◆ **Task objective**: Based on the listing below, report how many lines contain the word "plugin". Nothing but the number, please.

◆ **Records to process**:
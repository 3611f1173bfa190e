//! A minimal host `Library` for the CLI: just enough callables
//! (`math.sqrt`, `string.upper`, ...) to run scripts that import a
//! library end to end.
//!
//! The real plugin catalog (canvas, text, login, realm) is an
//! external collaborator the core never sees beyond an opaque
//! callable value — this is that collaborator's stand-in for a
//! terminal-only host, not a reimplementation of any real plugin.

use tinder_core::{Crucible, Value};
use tinder_vm::{CallOutcome, Library, RuntimeError, StepOutcome};

#[derive(Debug, Default)]
pub struct StdLibrary;

impl Library for StdLibrary {
    fn call(&mut self, _crucible: &mut Crucible, name: &str, args: Vec<Value>) -> CallOutcome {
        match dispatch(name, &args) {
            Ok(value) => CallOutcome::Value(value),
            Err(err) => CallOutcome::Signal(StepOutcome::Fatal(err)),
        }
    }

    /// The whole catalog is pure: every callable here is a total
    /// function of its arguments with no Crucible or I/O side effect,
    /// so Firestarter's constant folding may evaluate calls into them
    /// at compile time.
    fn is_pure(&self, name: &str) -> bool {
        name.starts_with("math.") || name.starts_with("string.")
    }
}

fn dispatch(name: &str, args: &[Value]) -> Result<Value, RuntimeError> {
    match name {
        "math.sqrt" => Ok(Value::Number(number(args, 0, name)?.sqrt())),
        "math.abs" => Ok(Value::Number(number(args, 0, name)?.abs())),
        "math.floor" => Ok(Value::Number(number(args, 0, name)?.floor())),
        "math.ceil" => Ok(Value::Number(number(args, 0, name)?.ceil())),
        "math.round" => Ok(Value::Number(number(args, 0, name)?.round())),
        "math.pow" => Ok(Value::Number(number(args, 0, name)?.powf(number(args, 1, name)?))),
        "math.min" => Ok(Value::Number(number(args, 0, name)?.min(number(args, 1, name)?))),
        "math.max" => Ok(Value::Number(number(args, 0, name)?.max(number(args, 1, name)?))),
        "string.upper" => Ok(Value::String(text(args, 0, name)?.to_uppercase())),
        "string.lower" => Ok(Value::String(text(args, 0, name)?.to_lowercase())),
        "string.trim" => Ok(Value::String(text(args, 0, name)?.trim().to_string())),
        "string.len" => Ok(Value::Number(text(args, 0, name)?.chars().count() as f64)),
        _ => Err(RuntimeError::UnknownCallable(name.to_string())),
    }
}

fn number(args: &[Value], index: usize, name: &str) -> Result<f64, RuntimeError> {
    args.get(index)
        .and_then(Value::as_number)
        .ok_or_else(|| RuntimeError::TypeError(format!("{name}: expected a number at argument {index}")))
}

fn text<'a>(args: &'a [Value], index: usize, name: &str) -> Result<&'a str, RuntimeError> {
    args.get(index)
        .and_then(Value::as_str)
        .ok_or_else(|| RuntimeError::TypeError(format!("{name}: expected a string at argument {index}")))
}

#[cfg(test)]
mod tests {
    use super::*;

    #[test]
    fn math_sqrt_computes_exact_square_root() {
        let mut lib = StdLibrary;
        let mut crucible = Crucible::new();
        let outcome = lib.call(&mut crucible, "math.sqrt", vec![Value::Number(16.0)]);
        assert_eq!(outcome, CallOutcome::Value(Value::Number(4.0)));
    }

    #[test]
    fn unknown_callable_is_fatal() {
        let mut lib = StdLibrary;
        let mut crucible = Crucible::new();
        let outcome = lib.call(&mut crucible, "canvas.draw", vec![]);
        assert!(matches!(outcome, CallOutcome::Signal(StepOutcome::Fatal(RuntimeError::UnknownCallable(_)))));
    }

    #[test]
    fn string_helpers_are_flagged_pure_for_folding() {
        let lib = StdLibrary;
        assert!(lib.is_pure("string.upper"));
        assert!(lib.is_pure("math.pow"));
        assert!(!lib.is_pure("canvas.draw"));
    }
}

◆ **Response**: 2